The TST and IGRA (QFT) tests were performed again, with negative results. The rapid Xpert MTB/RIF molecular assay was performed, with the use of a paraffin-embedded block containing a specimen collected 3 months earlier during the vertebral body biopsy. The findings demonstrated the presence of genetic material of the M. tuberculosis complex. The patient was diagnosed with bone and joint tuberculosis involving Th11 and Th12 vertebrae and a suspicion of cold abscess. After 4 weeks of antituberculous treatment, readmission to the hospital was scheduled to perform a follow-up MRI and to qualify the patient for surgical fluid collection removal from the paraspinal soft tissue (Figure 1G and 1H). A considerable regression of the inflammatory lesions was observed, suggesting proper tuberculosis diagnosis and reasonable antituberculous treatment that was prolonged to 12 months. The surgery was abandoned.

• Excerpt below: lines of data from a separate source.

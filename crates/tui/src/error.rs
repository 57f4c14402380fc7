//! Error types for the TUI module.

use std::io;
use thiserror::Error;

/// Result type for TUI operations.
pub type TuiResult<T> = Result<T, TuiError>;

/// Error type for TUI operations.
#[derive(Debug, Error)]
pub enum TuiError {
    /// Failed to initialize or restore the terminal.
    #[error("Terminal error: {0}")]
    Terminal(#[from] io::Error),

    /// Invalid start-up configuration (e.g. an unknown `TBX_FILTER`).
    #[error("Configuration error: {0}")]
    Config(#[from] tickbox_core::ListError),
}
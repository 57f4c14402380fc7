//! Command dispatch for the task list
//!
//! Front ends translate each user action into exactly one [`Command`] and
//! call [`TaskList::apply`], which runs it and returns the updated view.

use crate::edit::{EditRequest, EditResponse};
use crate::list::TaskList;
use crate::models::{Filter, Task, TaskId};
use crate::view::TaskListView;

/// One user action against the task list
#[derive(Debug, Clone, PartialEq, Eq)]
pub enum Command {
    Add { text: String },
    Delete { id: TaskId },
    Toggle { id: TaskId },
    UpdateText {
        id: TaskId,
        text: String,
    },
    /// Answer to an edit started with [`TaskList::begin_edit`]
    FinishEdit {
        request: EditRequest,
        response: EditResponse,
    },
    ClearCompleted,
    SetFilter(Filter),
}

/// Effect a command had on the list
#[derive(Debug, Clone, PartialEq, Eq)]
pub enum Outcome {
    Added(TaskId),
    Deleted(Task),
    Toggled {
        id: TaskId,
        completed: bool,
    },
    Updated(TaskId),
    /// Number of completed tasks removed
    Cleared(usize),
    FilterSet(Filter),
    /// Input was empty or the id was unknown; nothing changed
    Ignored,
}

impl Outcome {
    /// Whether the list contents or filter changed
    pub fn changed(&self) -> bool {
        !matches!(self, Outcome::Ignored | Outcome::Cleared(0))
    }
}

impl TaskList {
    /// Run one command and return its outcome together with the new view.
    pub fn apply(&mut self, command: Command) -> (Outcome, TaskListView<'_>) {
        let outcome = match command {
            Command::Add { text } => self
                .add_task(&text)
                .map_or(Outcome::Ignored, Outcome::Added),
            Command::Delete { id } => self
                .delete_task(id)
                .map_or(Outcome::Ignored, Outcome::Deleted),
            Command::Toggle { id } => match self.toggle_complete(id) {
                Some(completed) => Outcome::Toggled { id, completed },
                None => Outcome::Ignored,
            },
            Command::UpdateText { id, text } => {
                if self.update_task_text(id, &text) {
                    Outcome::Updated(id)
                } else {
                    Outcome::Ignored
                }
            }
            Command::FinishEdit { request, response } => {
                let id = request.id();
                if self.finish_edit(request, response) {
                    Outcome::Updated(id)
                } else {
                    Outcome::Ignored
                }
            }
            Command::ClearCompleted => Outcome::Cleared(self.clear_completed()),
            Command::SetFilter(filter) => {
                self.set_filter(filter);
                Outcome::FilterSet(filter)
            }
        };
        (outcome, self.view())
    }
}

#[cfg(test)]
mod tests {
    use super::*;
    use crate::test_utils::{abc_list, texts};

    #[test]
    fn test_apply_add_returns_view_with_new_task() {
        let mut list = TaskList::new();
        let (outcome, view) = list.apply(Command::Add {
            text: " Buy milk ".to_string(),
        });

        let Outcome::Added(id) = outcome else {
            panic!("expected Added, got {:?}", outcome);
        };
        assert_eq!(view.tasks.len(), 1);
        assert_eq!(view.tasks[0].id(), id);
        assert_eq!(view.tasks[0].text(), "Buy milk");
        assert_eq!(view.remaining, 1);
    }

    #[test]
    fn test_apply_add_empty_is_ignored() {
        let mut list = TaskList::new();
        let (outcome, view) = list.apply(Command::Add {
            text: "   ".to_string(),
        });
        assert_eq!(outcome, Outcome::Ignored);
        assert!(!outcome.changed());
        assert!(view.is_empty());
    }

    #[test]
    fn test_apply_delete() {
        let (mut list, [a, _, _]) = abc_list();
        let (outcome, view) = list.apply(Command::Delete { id: a });
        assert!(matches!(outcome, Outcome::Deleted(ref t) if t.id() == a));
        assert_eq!(texts(&view.tasks), ["B", "C"]);

        let (outcome, _) = list.apply(Command::Delete { id: a });
        assert_eq!(outcome, Outcome::Ignored);
    }

    #[test]
    fn test_apply_toggle() {
        let (mut list, [a, _, _]) = abc_list();
        let (outcome, view) = list.apply(Command::Toggle { id: a });
        assert_eq!(
            outcome,
            Outcome::Toggled {
                id: a,
                completed: true
            }
        );
        assert_eq!(view.remaining, 1);
    }

    #[test]
    fn test_apply_update_text() {
        let (mut list, [_, _, c]) = abc_list();
        let (outcome, view) = list.apply(Command::UpdateText {
            id: c,
            text: "C2".to_string(),
        });
        assert_eq!(outcome, Outcome::Updated(c));
        assert_eq!(texts(&view.tasks), ["A", "B", "C2"]);

        let (outcome, _) = list.apply(Command::UpdateText {
            id: c,
            text: String::new(),
        });
        assert_eq!(outcome, Outcome::Ignored);
    }

    #[test]
    fn test_apply_finish_edit() {
        let (mut list, [a, b, _]) = abc_list();

        let request = list.begin_edit(a).unwrap();
        let (outcome, view) = list.apply(Command::FinishEdit {
            request,
            response: EditResponse::Submit(" A2 ".to_string()),
        });
        assert_eq!(outcome, Outcome::Updated(a));
        assert_eq!(texts(&view.tasks), ["A2", "B", "C"]);

        let request = list.begin_edit(b).unwrap();
        let (outcome, _) = list.apply(Command::FinishEdit {
            request,
            response: EditResponse::Cancel,
        });
        assert_eq!(outcome, Outcome::Ignored);
        assert_eq!(list.get(b).unwrap().text(), "B");
    }

    #[test]
    fn test_apply_clear_completed() {
        let (mut list, _) = abc_list();
        let (outcome, view) = list.apply(Command::ClearCompleted);
        assert_eq!(outcome, Outcome::Cleared(1));
        assert!(outcome.changed());
        assert_eq!(texts(&view.tasks), ["A", "C"]);

        let (outcome, _) = list.apply(Command::ClearCompleted);
        assert_eq!(outcome, Outcome::Cleared(0));
        assert!(!outcome.changed());
    }

    #[test]
    fn test_apply_set_filter_returns_filtered_view() {
        let (mut list, _) = abc_list();
        let (outcome, view) = list.apply(Command::SetFilter(Filter::Completed));
        assert_eq!(outcome, Outcome::FilterSet(Filter::Completed));
        assert_eq!(texts(&view.tasks), ["B"]);
        assert_eq!(view.remaining, 2);
    }
}
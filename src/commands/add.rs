//! Add command for appending tasks
//!
//! Implements the `add` session command. Empty text is silently ignored.

use clap::Args;
use tickbox_core::{Command as ListCommand, TaskList};

use super::Reply;
use crate::error::ShellResult;
use crate::output::OutputFormat;

/// Add a task to the end of the list
#[derive(Debug, Args)]
pub struct AddCommand {
    /// Task text, the rest of the line as typed
    #[arg(default_value = "")]
    pub text: String,
}

impl AddCommand {
    /// Build the command from everything after the `add` word.
    pub fn from_rest(rest: &str) -> Self {
        Self {
            text: rest.to_string(),
        }
    }

    /// Execute the add command.
    pub fn execute(&self, list: &mut TaskList, format: OutputFormat) -> ShellResult<Reply> {
        let (outcome, view) = list.apply(ListCommand::Add {
            text: self.text.clone(),
        });
        Reply::applied(outcome, &view, format)
    }
}
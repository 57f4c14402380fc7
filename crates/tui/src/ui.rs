//! UI rendering for the TUI.
//!
//! Provides layout and widget rendering using ratatui.

use ratatui::{
    Frame,
    layout::{Constraint, Direction, Layout, Position, Rect},
    style::{Color, Modifier, Style},
    text::{Line, Span},
    widgets::{Block, Borders, List, ListItem, ListState, Paragraph, Tabs},
};
use tickbox_core::{Filter, Task, TaskListView};

use crate::app::{App, InputMode};

/// Placeholder shown in the empty input line.
const PLACEHOLDER: &str = "Currently typing";

/// Legend text for keyboard shortcuts in normal mode.
const LEGEND: &str = " [a] Add  [e] Edit  [space] Toggle  [d] Delete  [c] Clear completed  [1-3/f] Filter  [j/k] Move  [q] Quit ";

/// Legend text while typing.
const INPUT_LEGEND: &str = " [Enter] Save  [Esc] Cancel ";

/// Draw the entire UI.
pub fn draw(frame: &mut Frame, app: &App) {
    let chunks = create_main_layout(frame.area());
    let view = app.view();

    draw_input(frame, chunks[0], app);
    let focused = !app.mode().is_typing();
    draw_task_list(frame, chunks[1], &view, app.selected_index(), focused);
    draw_footer(frame, chunks[2], &view);
    draw_legend(frame, chunks[3], app.mode());
}

/// Create the main four-part layout: input, task list, footer, legend.
fn create_main_layout(area: Rect) -> Vec<Rect> {
    Layout::default()
        .direction(Direction::Vertical)
        .constraints([
            Constraint::Length(3), // Input line
            Constraint::Min(0),    // Task list
            Constraint::Length(1), // Footer
            Constraint::Length(1), // Legend bar
        ])
        .split(area)
        .to_vec()
}

/// Title of the input box for the current mode.
fn input_title(mode: &InputMode) -> String {
    match mode {
        InputMode::Normal => " TODO ".to_string(),
        InputMode::Adding => " New task ".to_string(),
        InputMode::Editing(request) => format!(" Update your task #{} ", request.id()),
    }
}

/// Draw the input line, with a cursor when typing.
fn draw_input(frame: &mut Frame, area: Rect, app: &App) {
    let typing = app.mode().is_typing();
    let border_color = if typing { Color::Yellow } else { Color::Cyan };

    let content = if app.input().is_empty() && !typing {
        Line::from(Span::styled(
            PLACEHOLDER,
            Style::default().fg(Color::DarkGray),
        ))
    } else {
        Line::from(app.input())
    };

    let input = Paragraph::new(content).block(
        Block::default()
            .borders(Borders::ALL)
            .title(input_title(app.mode()))
            .border_style(Style::default().fg(border_color)),
    );
    frame.render_widget(input, area);

    if typing {
        let typed = app.input().chars().count() as u16;
        let x = (area.x + 1 + typed).min(area.right().saturating_sub(2));
        frame.set_cursor_position(Position::new(x, area.y + 1));
    }
}

/// One row of the task list.
fn task_item(task: &Task) -> ListItem<'_> {
    let (mark, style) = if task.is_completed() {
        (
            "[x] ",
            Style::default()
                .fg(Color::DarkGray)
                .add_modifier(Modifier::CROSSED_OUT),
        )
    } else {
        ("[ ] ", Style::default())
    };
    ListItem::new(Line::from(vec![
        Span::styled(mark, Style::default().fg(Color::Green)),
        Span::styled(task.text(), style),
    ]))
}

/// Draw the visible tasks with the selection highlighted.
fn draw_task_list(
    frame: &mut Frame,
    area: Rect,
    view: &TaskListView<'_>,
    selected: usize,
    is_focused: bool,
) {
    let block = Block::default()
        .borders(Borders::ALL)
        .border_style(Style::default().fg(if is_focused {
            Color::Yellow
        } else {
            Color::Cyan
        }));

    if view.is_empty() {
        let empty = Paragraph::new(Span::styled(
            "No tasks",
            Style::default().fg(Color::DarkGray),
        ))
        .block(block);
        frame.render_widget(empty, area);
        return;
    }

    let items: Vec<ListItem> = view.tasks.iter().map(|task| task_item(task)).collect();
    let list = List::new(items)
        .block(block)
        .highlight_style(
            Style::default()
                .add_modifier(Modifier::BOLD)
                .add_modifier(Modifier::REVERSED),
        )
        .highlight_symbol("> ");

    let mut state = ListState::default();
    state.select(Some(selected));
    frame.render_stateful_widget(list, area, &mut state);
}

/// Draw the footer: remaining count, filter controls, clear hint.
fn draw_footer(frame: &mut Frame, area: Rect, view: &TaskListView<'_>) {
    let chunks = Layout::default()
        .direction(Direction::Horizontal)
        .constraints([
            Constraint::Length(16), // Remaining count
            Constraint::Min(0),     // Filter controls
            Constraint::Length(17), // Clear completed
        ])
        .split(area);

    let remaining = Paragraph::new(view.remaining_label())
        .style(Style::default().fg(Color::Gray));
    frame.render_widget(remaining, chunks[0]);

    let titles: Vec<Line> = Filter::ALL.iter().map(|f| Line::from(f.label())).collect();
    let tabs = Tabs::new(titles)
        .select(view.filter.index())
        .style(Style::default().fg(Color::Blue))
        .highlight_style(
            Style::default()
                .fg(Color::Blue)
                .add_modifier(Modifier::BOLD | Modifier::UNDERLINED),
        );
    frame.render_widget(tabs, chunks[1]);

    let clear_style = if view.has_completed() {
        Style::default().fg(Color::Red)
    } else {
        Style::default().fg(Color::DarkGray)
    };
    let clear = Paragraph::new("Clear completed").style(clear_style);
    frame.render_widget(clear, chunks[2]);
}

/// Draw the legend bar at the bottom.
fn draw_legend(frame: &mut Frame, area: Rect, mode: &InputMode) {
    let text = if mode.is_typing() {
        INPUT_LEGEND
    } else {
        LEGEND
    };
    let legend = Paragraph::new(text)
        .style(Style::default().fg(Color::Black).bg(Color::Cyan));

    frame.render_widget(legend, area);
}
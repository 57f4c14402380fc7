//! Tickbox shell library
//!
//! Exposes the line-oriented session and its commands for use in
//! integration tests. The `tbx` binary in `main.rs` uses this library.

pub mod commands;
pub mod error;
pub mod output;
pub mod session;

pub use commands::{Command, Reply, SessionLine};
pub use error::{ShellError, ShellResult};
pub use output::OutputFormat;
pub use session::Session;
use thiserror::Error;

/// Error types for parsing task list input
///
/// The manager's commands never fail; these are produced only when a front
/// end turns user-typed strings into typed values.
#[derive(Error, Debug, Clone, PartialEq, Eq)]
pub enum ListError {
    /// The filter name is not one of `all`, `active` or `completed`
    #[error("Unknown filter '{value}' (expected one of: all, active, completed)")]
    UnknownFilter { value: String },

    /// The task id is not a non-negative integer
    #[error("Invalid task id '{value}'")]
    InvalidTaskId { value: String },
}

/// Result type alias for task list parsing
pub type ListResult<T> = Result<T, ListError>;
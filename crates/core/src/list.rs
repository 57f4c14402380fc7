//! The task list manager
//!
//! [`TaskList`] is the single owner of a session's tasks and filter. Every
//! mutation goes through one of its commands; invalid input is normalized
//! or ignored rather than rejected.

use tracing::{debug, trace};

use crate::id::IdGenerator;
use crate::models::{Filter, Task, TaskId, normalize_text};
use crate::view::TaskListView;

/// Owned, single-session task list with its active filter
#[derive(Debug, Clone, Default)]
pub struct TaskList {
    /// Tasks in insertion order
    tasks: Vec<Task>,
    /// Filter applied to the derived view
    filter: Filter,
    /// Source of fresh task ids
    ids: IdGenerator,
}

static_assertions::assert_impl_all!(TaskList: Send, Sync);

impl TaskList {
    /// Create an empty list with the `All` filter.
    pub fn new() -> Self {
        Self::default()
    }

    /// Create an empty list starting with the given filter.
    pub fn with_filter(filter: Filter) -> Self {
        Self {
            filter,
            ..Self::default()
        }
    }

    /// Append a task with the trimmed text.
    ///
    /// Returns the new id, or `None` if the text was empty after trimming
    /// (the list is left unchanged).
    pub fn add_task(&mut self, raw: &str) -> Option<TaskId> {
        let Some(text) = normalize_text(raw) else {
            trace!("ignoring add with empty text");
            return None;
        };
        let id = self.ids.next_id();
        debug!(%id, "adding task");
        self.tasks.push(Task::new(id, text));
        Some(id)
    }

    /// Remove the task with the given id.
    ///
    /// Returns the removed task, or `None` if no task had that id.
    pub fn delete_task(&mut self, id: TaskId) -> Option<Task> {
        let Some(pos) = self.position(id) else {
            trace!(%id, "ignoring delete of unknown task");
            return None;
        };
        debug!(%id, "deleting task");
        Some(self.tasks.remove(pos))
    }

    /// Flip the completion flag of the task with the given id.
    ///
    /// Returns the new completion state, or `None` if no task had that id.
    pub fn toggle_complete(&mut self, id: TaskId) -> Option<bool> {
        let Some(task) = self.get_mut(id) else {
            trace!(%id, "ignoring toggle of unknown task");
            return None;
        };
        let completed = task.toggle();
        debug!(%id, completed, "toggled task");
        Some(completed)
    }

    /// Replace a task's text with the trimmed `new_text`.
    ///
    /// An empty or all-whitespace `new_text` is treated as a cancelled edit.
    /// Returns `true` only if the text was replaced.
    pub fn update_task_text(&mut self, id: TaskId, new_text: &str) -> bool {
        let Some(text) = normalize_text(new_text) else {
            trace!(%id, "ignoring update with empty text");
            return false;
        };
        let Some(task) = self.get_mut(id) else {
            trace!(%id, "ignoring update of unknown task");
            return false;
        };
        debug!(%id, "updating task text");
        task.set_text(text);
        true
    }

    /// Remove every completed task, keeping the order of the rest.
    ///
    /// Returns the number of tasks removed.
    pub fn clear_completed(&mut self) -> usize {
        let before = self.tasks.len();
        self.tasks.retain(|task| !task.is_completed());
        let removed = before - self.tasks.len();
        debug!(removed, "cleared completed tasks");
        removed
    }

    /// Select which tasks the view shows.
    pub fn set_filter(&mut self, filter: Filter) {
        debug!(%filter, "setting filter");
        self.filter = filter;
    }

    /// Current filter.
    pub fn filter(&self) -> Filter {
        self.filter
    }

    /// Tasks matching the current filter, in list order.
    pub fn visible_tasks(&self) -> Vec<&Task> {
        self.visible_iter().collect()
    }

    /// Iterator form of [`TaskList::visible_tasks`].
    pub fn visible_iter(&self) -> impl Iterator<Item = &Task> + '_ {
        let filter = self.filter;
        self.tasks.iter().filter(move |task| filter.matches(task))
    }

    /// Number of tasks not yet completed, regardless of the filter.
    pub fn remaining_count(&self) -> usize {
        self.tasks
            .iter()
            .filter(|task| !task.is_completed())
            .count()
    }

    /// All tasks in insertion order, ignoring the filter.
    pub fn tasks(&self) -> &[Task] {
        &self.tasks
    }

    pub fn get(&self, id: TaskId) -> Option<&Task> {
        self.tasks.iter().find(|task| task.id() == id)
    }

    pub fn len(&self) -> usize {
        self.tasks.len()
    }

    pub fn is_empty(&self) -> bool {
        self.tasks.is_empty()
    }

    /// Snapshot of what a front end should render.
    pub fn view(&self) -> TaskListView<'_> {
        TaskListView::new(self)
    }

    fn get_mut(&mut self, id: TaskId) -> Option<&mut Task> {
        self.tasks.iter_mut().find(|task| task.id() == id)
    }

    fn position(&self, id: TaskId) -> Option<usize> {
        self.tasks.iter().position(|task| task.id() == id)
    }
}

In the case described, tuberculosis was diagnosed after 8 months following the pain onset and initial assessment. The diagnosis was hampered by lesion localization as well as negative microbiological, TST, and IGRA tests. The specific infection was found owing to ineffective antibiotic therapy, progression of MRI-detected lesions as well as histological analysis and genetic findings based on paraffin-embedded biopsy specimen examinations. Tuberculosis was confirmed by histological examination and molecular tests using a paraffin-embedded biopsy specimen.